Posted by: John Carey on September 23

On Sept. 23, the Senate passed a bill that extended tax credits for wind power, solar energy, and other renewable fuels. These tax incentives have been criticized in some conservative circles as being nothing but pork. Many Republicans would prefer to tackle America’s energy problems by increasing drilling, instead of supporting alternatives.

But whether federal support is called ‘pork’ or ‘badly needed stimulus,’ it’s interesting to ask the question of what industries have benefited the most from subsidies from Uncle Sam. Fortunately, there’s a new study that answers this question, commissioned by the Nuclear Energy Institute.

The study estimates that the federal government has provided $725 billion in energy subsidies (including R&D funding and tax breaks) over the last 50 years. The biggest beneficiaries? The oil and gas industry. That’s right. Oil and gas got 60% of that $725 billion. Next in line is coal at 13%, followed by hydropower at 11%. Nukes come in at 9%, while renewables got only 6% — just one tenth of the largess showed on oil and gas.
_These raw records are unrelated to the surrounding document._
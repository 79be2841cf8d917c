//! Error types for the domain layer.

use std::collections::HashMap;
use std::error::Error;
use std::fmt;

/// Error codes organized by category.
#[derive(Debug, Clone, Copy, PartialEq, Eq, Hash)]
pub enum ErrorCode {
    // Row source errors
    FetchFailed,
    DecodeFailed,

    // Channel errors
    ChannelConnectFailed,
    ChannelTimeout,
    ChannelClosed,
    SubscribeFailed,

    // Lifecycle errors
    InvalidStateTransition,
    ViewUnmounted,

    // Infrastructure errors
    InternalError,
}

impl fmt::Display for ErrorCode {
    fn fmt(&self, f: &mut fmt::Formatter<'_>) -> fmt::Result {
        let s = match self {
            ErrorCode::FetchFailed => "FETCH_FAILED",
            ErrorCode::DecodeFailed => "DECODE_FAILED",
            ErrorCode::ChannelConnectFailed => "CHANNEL_CONNECT_FAILED",
            ErrorCode::ChannelTimeout => "CHANNEL_TIMEOUT",
            ErrorCode::ChannelClosed => "CHANNEL_CLOSED",
            ErrorCode::SubscribeFailed => "SUBSCRIBE_FAILED",
            ErrorCode::InvalidStateTransition => "INVALID_STATE_TRANSITION",
            ErrorCode::ViewUnmounted => "VIEW_UNMOUNTED",
            ErrorCode::InternalError => "INTERNAL_ERROR",
        };
        write!(f, "{}", s)
    }
}

/// Standard domain error with code, message, and optional details.
#[derive(Debug, Clone)]
pub struct DomainError {
    pub code: ErrorCode,
    pub message: String,
    pub details: HashMap<String, String>,
}

impl DomainError {
    /// Creates a new domain error.
    pub fn new(code: ErrorCode, message: impl Into<String>) -> Self {
        Self {
            code,
            message: message.into(),
            details: HashMap::new(),
        }
    }

    /// Creates a fetch failure for the named row source.
    pub fn fetch_failed(source: impl Into<String>, message: impl Into<String>) -> Self {
        Self::new(ErrorCode::FetchFailed, message).with_detail("source", source.into())
    }

    /// Creates a channel connect failure for the given endpoint.
    pub fn connect_failed(endpoint: impl Into<String>, message: impl Into<String>) -> Self {
        Self::new(ErrorCode::ChannelConnectFailed, message).with_detail("endpoint", endpoint.into())
    }

    /// Adds a detail to the error.
    pub fn with_detail(mut self, key: impl Into<String>, value: impl Into<String>) -> Self {
        self.details.insert(key.into(), value.into());
        self
    }
}

impl fmt::Display for DomainError {
    fn fmt(&self, f: &mut fmt::Formatter<'_>) -> fmt::Result {
        write!(f, "[{}] {}", self.code, self.message)
    }
}

impl Error for DomainError {}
The other dramatic bit of data in the report is just how much federal funding for energy R&D has decline since the late 1970s and early 1980s. “Just to get back to the level in the Carter years, R&D funding would have to be increased five times for renewables, and ten times for nuclear power,” says Roger H. Bezdek, president of Management Information Services, which prepared the report. “Keep that in mind when you hear talk of a Manhattan Project or Apollo Project for energy. We would have to increase R&D spending 5-10 times just to get to where we were 30 years ago.”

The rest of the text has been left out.